→ **Stored items**:
=== Begin Enclosure ===

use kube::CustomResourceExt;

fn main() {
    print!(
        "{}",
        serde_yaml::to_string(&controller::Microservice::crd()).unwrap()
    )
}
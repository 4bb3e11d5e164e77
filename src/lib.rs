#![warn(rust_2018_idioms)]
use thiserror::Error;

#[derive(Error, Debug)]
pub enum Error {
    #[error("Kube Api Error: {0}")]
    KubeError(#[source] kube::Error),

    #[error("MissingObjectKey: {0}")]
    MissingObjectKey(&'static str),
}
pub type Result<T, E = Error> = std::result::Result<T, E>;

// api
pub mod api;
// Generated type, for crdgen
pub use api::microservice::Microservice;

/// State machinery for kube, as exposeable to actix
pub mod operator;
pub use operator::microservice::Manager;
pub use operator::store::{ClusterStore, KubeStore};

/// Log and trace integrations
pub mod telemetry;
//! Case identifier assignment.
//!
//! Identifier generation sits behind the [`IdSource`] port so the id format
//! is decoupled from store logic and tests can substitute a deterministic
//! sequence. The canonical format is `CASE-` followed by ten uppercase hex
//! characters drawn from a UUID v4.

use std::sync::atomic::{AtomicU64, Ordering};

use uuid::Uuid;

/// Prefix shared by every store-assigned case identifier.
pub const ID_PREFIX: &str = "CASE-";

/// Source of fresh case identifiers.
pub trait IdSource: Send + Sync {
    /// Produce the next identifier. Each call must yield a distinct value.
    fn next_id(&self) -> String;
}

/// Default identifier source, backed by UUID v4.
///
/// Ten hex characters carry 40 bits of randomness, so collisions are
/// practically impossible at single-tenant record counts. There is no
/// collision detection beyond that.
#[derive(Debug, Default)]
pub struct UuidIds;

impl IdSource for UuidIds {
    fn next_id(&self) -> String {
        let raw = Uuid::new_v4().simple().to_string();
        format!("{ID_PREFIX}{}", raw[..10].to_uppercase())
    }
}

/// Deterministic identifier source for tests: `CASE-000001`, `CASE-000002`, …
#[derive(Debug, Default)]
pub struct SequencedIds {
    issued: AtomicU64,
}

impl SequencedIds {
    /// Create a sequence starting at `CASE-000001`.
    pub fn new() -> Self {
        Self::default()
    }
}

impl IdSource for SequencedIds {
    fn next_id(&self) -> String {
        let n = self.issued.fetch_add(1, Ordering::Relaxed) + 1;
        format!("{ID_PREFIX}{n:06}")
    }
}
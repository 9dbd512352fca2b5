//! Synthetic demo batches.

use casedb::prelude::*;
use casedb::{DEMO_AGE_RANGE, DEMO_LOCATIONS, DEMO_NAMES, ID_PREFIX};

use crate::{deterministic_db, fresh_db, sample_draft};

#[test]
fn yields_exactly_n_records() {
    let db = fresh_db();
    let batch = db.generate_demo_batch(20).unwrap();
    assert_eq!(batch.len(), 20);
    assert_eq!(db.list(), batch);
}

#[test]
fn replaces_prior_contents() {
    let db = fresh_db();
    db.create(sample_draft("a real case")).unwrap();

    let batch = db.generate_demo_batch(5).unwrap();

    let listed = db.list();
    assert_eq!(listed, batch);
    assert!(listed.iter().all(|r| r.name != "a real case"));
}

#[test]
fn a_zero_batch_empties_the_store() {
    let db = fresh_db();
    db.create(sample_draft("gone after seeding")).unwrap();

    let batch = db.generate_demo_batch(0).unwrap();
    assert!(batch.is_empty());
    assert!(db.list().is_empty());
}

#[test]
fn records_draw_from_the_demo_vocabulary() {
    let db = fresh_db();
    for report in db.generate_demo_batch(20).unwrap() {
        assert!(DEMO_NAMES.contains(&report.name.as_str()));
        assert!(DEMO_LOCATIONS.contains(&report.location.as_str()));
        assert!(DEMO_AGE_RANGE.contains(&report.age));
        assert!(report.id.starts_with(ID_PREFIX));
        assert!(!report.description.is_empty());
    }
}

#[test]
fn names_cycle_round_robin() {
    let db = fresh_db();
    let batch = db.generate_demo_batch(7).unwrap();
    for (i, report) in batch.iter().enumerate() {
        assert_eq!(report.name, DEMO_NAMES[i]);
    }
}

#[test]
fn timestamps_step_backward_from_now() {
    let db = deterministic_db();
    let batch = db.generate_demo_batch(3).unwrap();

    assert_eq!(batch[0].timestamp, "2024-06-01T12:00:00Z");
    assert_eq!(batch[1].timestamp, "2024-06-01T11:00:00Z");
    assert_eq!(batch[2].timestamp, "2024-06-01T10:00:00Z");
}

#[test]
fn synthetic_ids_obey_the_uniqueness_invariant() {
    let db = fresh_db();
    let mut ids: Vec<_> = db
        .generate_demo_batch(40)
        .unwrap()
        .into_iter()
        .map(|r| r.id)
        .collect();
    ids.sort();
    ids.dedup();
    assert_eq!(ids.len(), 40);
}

=== End Enclosure ===

For this task, print the records again exactly as they appear.

→ **Result of this exercise**:
use kube::CustomResourceExt;

fn main() {
    print!(
        "{}",
        serde_yaml::to_string(&controller::Microservice::crd()).unwrap()
    )
}
repository 4bb3e11d5e164e77
filename src/lib.rs
#![warn(rust_2018_idioms)]
use thiserror::Error;

#[derive(Error, Debug)]
pub enum Error {
    #[error("Kube Api Error: {0}")]
    KubeError(#[source] kube::Error),

    #[error("MissingObjectKey: {0}")]
    MissingObjectKey(&'static str),
}
pub type Result<T, E = Error> = std::result::Result<T, E>;

// api
pub mod api;
// Generated type, for crdgen
pub use api::microservice::Microservice;

/// State machinery for kube, as exposeable to actix
pub mod operator;
pub use operator::microservice::Manager;
pub use operator::store::{ClusterStore, KubeStore};

/// Log and trace integrations
pub mod telemetry;
//! Case identifier assignment.
//!
//! Identifier generation sits behind the [`IdSource`] port so the id format
//! is decoupled from store logic and tests can substitute a deterministic
//! sequence. The canonical format is `CASE-` followed by ten uppercase hex
//! characters drawn from a UUID v4.

use std::sync::atomic::{AtomicU64, Ordering};

use uuid::Uuid;

/// Prefix shared by every store-assigned case identifier.
pub const ID_PREFIX: &str = "CASE-";

/// Source of fresh case identifiers.
pub trait IdSource: Send + Sync {
    /// Produce the next identifier. Each call must yield a distinct value.
    fn next_id(&self) -> String;
}

/// Default identifier source, backed by UUID v4.
///
/// Ten hex characters carry 40 bits of randomness, so collisions are
/// practically impossible at single-tenant record counts. There is no
/// collision detection beyond that.
#[derive(Debug, Default)]
pub struct UuidIds;

impl IdSource for UuidIds {
    fn next_id(&self) -> String {
        let raw = Uuid::new_v4().simple().to_string();
        format!("{ID_PREFIX}{}", raw[..10].to_uppercase())
    }
}

/// Deterministic identifier source for tests: `CASE-000001`, `CASE-000002`, …
#[derive(Debug, Default)]
pub struct SequencedIds {
    issued: AtomicU64,
}

impl SequencedIds {
    /// Create a sequence starting at `CASE-000001`.
    pub fn new() -> Self {
        Self::default()
    }
}

impl IdSource for SequencedIds {
    fn next_id(&self) -> String {
        let n = self.issued.fetch_add(1, Ordering::Relaxed) + 1;
        format!("{ID_PREFIX}{n:06}")
    }
}
repository 9dbd512352fca2b5
//! Synthetic demo batches.

use casedb::prelude::*;
use casedb::{DEMO_AGE_RANGE, DEMO_LOCATIONS, DEMO_NAMES, ID_PREFIX};

use crate::{deterministic_db, fresh_db, sample_draft};

#[test]
fn yields_exactly_n_records() {
    let db = fresh_db();
    let batch = db.generate_demo_batch(20).unwrap();
    assert_eq!(batch.len(), 20);
    assert_eq!(db.list(), batch);
}

#[test]
fn replaces_prior_contents() {
    let db = fresh_db();
    db.create(sample_draft("a real case")).unwrap();

    let batch = db.generate_demo_batch(5).unwrap();

    let listed = db.list();
    assert_eq!(listed, batch);
    assert!(listed.iter().all(|r| r.name != "a real case"));
}

#[test]
fn a_zero_batch_empties_the_store() {
    let db = fresh_db();
    db.create(sample_draft("gone after seeding")).unwrap();

    let batch = db.generate_demo_batch(0).unwrap();
    assert!(batch.is_empty());
    assert!(db.list().is_empty());
}

#[test]
fn records_draw_from_the_demo_vocabulary() {
    let db = fresh_db();
    for report in db.generate_demo_batch(20).unwrap() {
        assert!(DEMO_NAMES.contains(&report.name.as_str()));
        assert!(DEMO_LOCATIONS.contains(&report.location.as_str()));
        assert!(DEMO_AGE_RANGE.contains(&report.age));
        assert!(report.id.starts_with(ID_PREFIX));
        assert!(!report.description.is_empty());
    }
}

#[test]
fn names_cycle_round_robin() {
    let db = fresh_db();
    let batch = db.generate_demo_batch(7).unwrap();
    for (i, report) in batch.iter().enumerate() {
        assert_eq!(report.name, DEMO_NAMES[i]);
    }
}

#[test]
fn timestamps_step_backward_from_now() {
    let db = deterministic_db();
    let batch = db.generate_demo_batch(3).unwrap();

    assert_eq!(batch[0].timestamp, "2024-06-01T12:00:00Z");
    assert_eq!(batch[1].timestamp, "2024-06-01T11:00:00Z");
    assert_eq!(batch[2].timestamp, "2024-06-01T10:00:00Z");
}

#[test]
fn synthetic_ids_obey_the_uniqueness_invariant() {
    let db = fresh_db();
    let mut ids: Vec<_> = db
        .generate_demo_batch(40)
        .unwrap()
        .into_iter()
        .map(|r| r.id)
        .collect();
    ids.sort();
    ids.dedup();
    assert_eq!(ids.len(), 40);
}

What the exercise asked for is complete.